====== Data extract

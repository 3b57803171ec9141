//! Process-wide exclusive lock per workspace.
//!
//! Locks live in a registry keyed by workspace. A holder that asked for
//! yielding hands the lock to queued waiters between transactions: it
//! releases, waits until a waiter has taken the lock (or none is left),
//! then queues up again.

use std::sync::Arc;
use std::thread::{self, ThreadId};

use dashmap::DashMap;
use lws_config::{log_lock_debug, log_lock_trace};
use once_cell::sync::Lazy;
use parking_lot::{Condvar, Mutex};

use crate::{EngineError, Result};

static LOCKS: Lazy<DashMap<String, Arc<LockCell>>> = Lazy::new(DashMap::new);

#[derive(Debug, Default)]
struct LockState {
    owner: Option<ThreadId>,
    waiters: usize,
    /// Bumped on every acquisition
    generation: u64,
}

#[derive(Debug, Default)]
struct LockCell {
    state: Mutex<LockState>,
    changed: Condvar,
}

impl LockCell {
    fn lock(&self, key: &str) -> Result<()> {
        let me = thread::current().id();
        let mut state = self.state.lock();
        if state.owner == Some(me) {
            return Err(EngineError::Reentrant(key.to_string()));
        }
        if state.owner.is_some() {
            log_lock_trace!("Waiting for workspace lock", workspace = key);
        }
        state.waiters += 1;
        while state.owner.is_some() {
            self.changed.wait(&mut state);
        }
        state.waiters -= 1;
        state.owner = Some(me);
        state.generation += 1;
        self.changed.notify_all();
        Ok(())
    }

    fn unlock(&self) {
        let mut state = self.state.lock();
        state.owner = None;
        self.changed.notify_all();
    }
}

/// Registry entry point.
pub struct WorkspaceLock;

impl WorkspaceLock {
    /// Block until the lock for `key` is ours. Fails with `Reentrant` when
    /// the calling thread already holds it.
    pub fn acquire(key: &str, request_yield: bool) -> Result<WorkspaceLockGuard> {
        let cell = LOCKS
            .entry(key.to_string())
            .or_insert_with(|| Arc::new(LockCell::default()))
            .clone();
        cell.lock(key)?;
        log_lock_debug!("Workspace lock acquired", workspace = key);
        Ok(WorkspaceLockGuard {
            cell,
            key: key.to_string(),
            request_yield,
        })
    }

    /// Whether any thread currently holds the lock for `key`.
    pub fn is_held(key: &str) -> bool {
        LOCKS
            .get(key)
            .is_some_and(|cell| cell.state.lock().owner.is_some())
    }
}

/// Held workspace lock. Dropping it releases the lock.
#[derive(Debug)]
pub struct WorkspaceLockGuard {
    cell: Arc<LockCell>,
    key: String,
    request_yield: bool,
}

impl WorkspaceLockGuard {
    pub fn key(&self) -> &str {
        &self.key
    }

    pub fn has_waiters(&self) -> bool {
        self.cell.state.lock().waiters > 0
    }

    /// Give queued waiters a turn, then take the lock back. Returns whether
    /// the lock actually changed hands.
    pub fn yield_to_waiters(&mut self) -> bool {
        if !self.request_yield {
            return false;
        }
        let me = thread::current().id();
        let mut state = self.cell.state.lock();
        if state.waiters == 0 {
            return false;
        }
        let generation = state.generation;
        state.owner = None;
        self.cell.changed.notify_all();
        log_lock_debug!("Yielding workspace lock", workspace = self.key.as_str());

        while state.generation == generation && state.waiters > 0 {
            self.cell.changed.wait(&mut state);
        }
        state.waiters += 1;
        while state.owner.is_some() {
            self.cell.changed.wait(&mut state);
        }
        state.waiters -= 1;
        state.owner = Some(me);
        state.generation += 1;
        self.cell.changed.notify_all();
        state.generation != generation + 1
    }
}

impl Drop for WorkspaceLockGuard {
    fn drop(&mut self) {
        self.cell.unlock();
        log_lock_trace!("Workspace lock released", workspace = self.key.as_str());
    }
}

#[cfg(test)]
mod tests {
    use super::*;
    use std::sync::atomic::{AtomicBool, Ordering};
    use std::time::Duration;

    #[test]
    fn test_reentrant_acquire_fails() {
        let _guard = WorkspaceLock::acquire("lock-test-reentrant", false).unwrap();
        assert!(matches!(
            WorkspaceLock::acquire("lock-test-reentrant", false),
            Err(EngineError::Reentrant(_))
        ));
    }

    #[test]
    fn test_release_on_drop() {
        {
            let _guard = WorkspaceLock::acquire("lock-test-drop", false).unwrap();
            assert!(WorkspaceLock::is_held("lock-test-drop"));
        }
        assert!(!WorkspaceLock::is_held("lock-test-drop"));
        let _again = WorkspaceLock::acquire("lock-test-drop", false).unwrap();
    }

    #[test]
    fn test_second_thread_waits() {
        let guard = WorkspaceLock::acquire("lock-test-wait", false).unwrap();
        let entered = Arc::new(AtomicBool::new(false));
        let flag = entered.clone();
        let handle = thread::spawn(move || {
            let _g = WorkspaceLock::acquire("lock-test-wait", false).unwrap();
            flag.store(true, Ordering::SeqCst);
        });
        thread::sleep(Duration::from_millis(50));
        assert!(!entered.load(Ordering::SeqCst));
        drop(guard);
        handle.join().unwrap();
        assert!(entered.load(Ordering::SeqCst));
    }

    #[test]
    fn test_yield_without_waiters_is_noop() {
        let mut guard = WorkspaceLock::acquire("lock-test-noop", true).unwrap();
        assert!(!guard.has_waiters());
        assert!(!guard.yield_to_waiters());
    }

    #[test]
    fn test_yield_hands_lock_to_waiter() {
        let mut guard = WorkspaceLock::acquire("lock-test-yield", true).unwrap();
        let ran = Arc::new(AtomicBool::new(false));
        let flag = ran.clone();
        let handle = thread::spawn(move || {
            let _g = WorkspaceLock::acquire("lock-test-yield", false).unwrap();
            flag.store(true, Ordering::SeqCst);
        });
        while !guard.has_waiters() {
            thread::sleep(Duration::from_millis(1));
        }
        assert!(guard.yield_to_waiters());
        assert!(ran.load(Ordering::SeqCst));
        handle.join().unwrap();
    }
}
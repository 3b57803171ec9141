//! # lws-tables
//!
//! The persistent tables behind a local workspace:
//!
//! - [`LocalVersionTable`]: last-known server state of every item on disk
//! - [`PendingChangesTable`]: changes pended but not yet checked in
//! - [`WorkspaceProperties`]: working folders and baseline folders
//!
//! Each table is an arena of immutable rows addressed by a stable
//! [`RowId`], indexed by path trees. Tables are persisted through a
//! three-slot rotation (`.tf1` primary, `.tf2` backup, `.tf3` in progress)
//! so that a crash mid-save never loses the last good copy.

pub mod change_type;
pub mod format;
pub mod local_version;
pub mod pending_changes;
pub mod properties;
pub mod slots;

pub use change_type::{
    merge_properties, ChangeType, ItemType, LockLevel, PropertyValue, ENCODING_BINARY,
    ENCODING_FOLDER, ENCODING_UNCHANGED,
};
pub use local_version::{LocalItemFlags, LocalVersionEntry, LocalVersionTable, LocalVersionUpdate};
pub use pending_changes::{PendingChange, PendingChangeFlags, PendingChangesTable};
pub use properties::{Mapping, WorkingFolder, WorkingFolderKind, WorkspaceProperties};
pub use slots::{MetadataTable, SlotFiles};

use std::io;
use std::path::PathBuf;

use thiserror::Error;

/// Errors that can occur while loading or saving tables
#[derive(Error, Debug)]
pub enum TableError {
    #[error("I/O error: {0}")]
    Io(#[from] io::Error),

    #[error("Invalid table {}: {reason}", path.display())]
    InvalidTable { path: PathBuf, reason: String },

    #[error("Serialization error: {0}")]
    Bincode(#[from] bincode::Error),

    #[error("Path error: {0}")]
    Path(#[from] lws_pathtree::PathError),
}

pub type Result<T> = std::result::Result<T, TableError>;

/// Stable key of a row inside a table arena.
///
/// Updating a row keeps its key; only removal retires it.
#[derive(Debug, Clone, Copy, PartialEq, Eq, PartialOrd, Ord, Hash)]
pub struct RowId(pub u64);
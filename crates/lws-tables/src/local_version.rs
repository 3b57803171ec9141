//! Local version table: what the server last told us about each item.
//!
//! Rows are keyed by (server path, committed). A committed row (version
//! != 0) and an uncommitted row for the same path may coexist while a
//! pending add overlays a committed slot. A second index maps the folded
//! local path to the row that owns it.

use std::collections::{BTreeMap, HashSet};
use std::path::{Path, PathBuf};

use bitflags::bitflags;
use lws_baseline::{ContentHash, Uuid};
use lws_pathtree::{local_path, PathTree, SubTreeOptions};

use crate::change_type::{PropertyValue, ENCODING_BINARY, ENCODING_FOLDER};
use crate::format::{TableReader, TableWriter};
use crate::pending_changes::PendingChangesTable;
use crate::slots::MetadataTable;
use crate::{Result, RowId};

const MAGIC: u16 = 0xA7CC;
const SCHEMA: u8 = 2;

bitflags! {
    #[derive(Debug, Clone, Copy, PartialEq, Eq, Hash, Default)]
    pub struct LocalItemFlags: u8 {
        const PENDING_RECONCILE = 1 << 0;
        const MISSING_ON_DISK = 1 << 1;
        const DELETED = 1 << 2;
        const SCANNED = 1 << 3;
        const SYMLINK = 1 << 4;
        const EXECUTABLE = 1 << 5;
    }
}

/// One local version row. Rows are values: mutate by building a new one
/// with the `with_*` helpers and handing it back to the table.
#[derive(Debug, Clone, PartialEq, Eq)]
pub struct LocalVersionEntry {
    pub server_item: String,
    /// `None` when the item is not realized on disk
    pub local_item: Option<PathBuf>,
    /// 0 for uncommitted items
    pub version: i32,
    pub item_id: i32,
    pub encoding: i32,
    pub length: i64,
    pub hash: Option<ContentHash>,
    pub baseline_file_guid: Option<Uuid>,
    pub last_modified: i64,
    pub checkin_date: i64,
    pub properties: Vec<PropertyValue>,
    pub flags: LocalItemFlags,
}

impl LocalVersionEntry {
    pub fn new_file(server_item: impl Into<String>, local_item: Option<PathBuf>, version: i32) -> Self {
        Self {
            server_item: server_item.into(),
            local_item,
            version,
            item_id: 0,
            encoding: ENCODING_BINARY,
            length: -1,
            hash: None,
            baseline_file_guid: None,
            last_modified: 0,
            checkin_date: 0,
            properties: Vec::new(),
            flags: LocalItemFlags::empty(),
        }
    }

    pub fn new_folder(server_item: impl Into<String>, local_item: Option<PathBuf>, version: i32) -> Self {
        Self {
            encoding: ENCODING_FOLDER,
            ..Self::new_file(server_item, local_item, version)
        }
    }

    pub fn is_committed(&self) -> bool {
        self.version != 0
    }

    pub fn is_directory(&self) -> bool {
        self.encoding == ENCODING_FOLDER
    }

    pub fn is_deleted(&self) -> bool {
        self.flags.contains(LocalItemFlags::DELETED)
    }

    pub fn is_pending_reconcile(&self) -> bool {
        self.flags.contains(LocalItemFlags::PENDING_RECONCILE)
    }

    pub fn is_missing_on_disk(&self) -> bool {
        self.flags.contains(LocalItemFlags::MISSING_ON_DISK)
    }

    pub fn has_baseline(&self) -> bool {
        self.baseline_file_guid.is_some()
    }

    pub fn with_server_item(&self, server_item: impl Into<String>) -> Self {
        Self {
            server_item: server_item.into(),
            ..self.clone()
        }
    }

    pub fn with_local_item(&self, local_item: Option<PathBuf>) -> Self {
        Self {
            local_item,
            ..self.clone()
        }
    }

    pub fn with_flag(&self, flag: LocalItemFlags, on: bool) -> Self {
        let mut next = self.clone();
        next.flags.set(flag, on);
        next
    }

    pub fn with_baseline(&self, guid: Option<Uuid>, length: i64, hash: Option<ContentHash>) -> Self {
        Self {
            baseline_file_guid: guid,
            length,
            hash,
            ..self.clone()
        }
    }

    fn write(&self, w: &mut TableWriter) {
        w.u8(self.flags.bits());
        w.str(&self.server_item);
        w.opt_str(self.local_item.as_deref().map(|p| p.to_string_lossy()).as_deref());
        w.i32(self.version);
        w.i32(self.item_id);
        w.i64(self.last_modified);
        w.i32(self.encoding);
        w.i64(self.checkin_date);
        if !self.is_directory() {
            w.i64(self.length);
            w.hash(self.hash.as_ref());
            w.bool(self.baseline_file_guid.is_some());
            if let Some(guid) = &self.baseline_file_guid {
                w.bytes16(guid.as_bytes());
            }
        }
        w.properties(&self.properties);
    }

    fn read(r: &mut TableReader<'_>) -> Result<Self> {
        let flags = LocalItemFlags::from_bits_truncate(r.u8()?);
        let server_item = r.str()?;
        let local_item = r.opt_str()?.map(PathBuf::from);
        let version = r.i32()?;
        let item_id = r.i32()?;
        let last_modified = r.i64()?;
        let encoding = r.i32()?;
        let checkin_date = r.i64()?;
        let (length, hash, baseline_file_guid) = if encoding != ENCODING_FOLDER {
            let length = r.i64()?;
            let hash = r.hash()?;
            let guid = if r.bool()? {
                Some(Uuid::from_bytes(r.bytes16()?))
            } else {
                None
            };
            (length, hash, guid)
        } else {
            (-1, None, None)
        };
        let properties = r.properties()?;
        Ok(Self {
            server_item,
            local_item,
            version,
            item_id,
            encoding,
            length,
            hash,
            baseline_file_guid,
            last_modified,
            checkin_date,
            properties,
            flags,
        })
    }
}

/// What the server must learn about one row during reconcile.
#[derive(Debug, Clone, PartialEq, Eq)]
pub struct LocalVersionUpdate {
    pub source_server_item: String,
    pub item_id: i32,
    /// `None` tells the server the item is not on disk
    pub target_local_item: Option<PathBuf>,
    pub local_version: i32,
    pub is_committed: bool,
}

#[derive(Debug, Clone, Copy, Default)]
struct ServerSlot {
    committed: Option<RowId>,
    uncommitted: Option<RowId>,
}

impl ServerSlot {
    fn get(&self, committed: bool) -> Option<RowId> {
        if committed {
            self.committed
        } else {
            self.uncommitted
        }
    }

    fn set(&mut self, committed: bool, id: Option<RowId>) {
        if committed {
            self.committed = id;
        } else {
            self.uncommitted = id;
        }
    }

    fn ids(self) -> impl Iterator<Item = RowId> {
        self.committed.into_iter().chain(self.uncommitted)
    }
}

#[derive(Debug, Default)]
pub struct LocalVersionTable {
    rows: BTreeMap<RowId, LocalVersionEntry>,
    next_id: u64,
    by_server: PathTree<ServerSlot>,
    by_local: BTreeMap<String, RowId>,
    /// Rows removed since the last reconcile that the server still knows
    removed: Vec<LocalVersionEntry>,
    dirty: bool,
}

============

Each line from the first line of the entries up to and including the line containing "between transactions: it" should be transcribed exactly, with all other lines left out.

repository 3b57803171ec9141
//! Process-wide exclusive lock per workspace.
//!
//! Locks live in a registry keyed by workspace. A holder that asked for
//! yielding hands the lock to queued waiters between transactions: it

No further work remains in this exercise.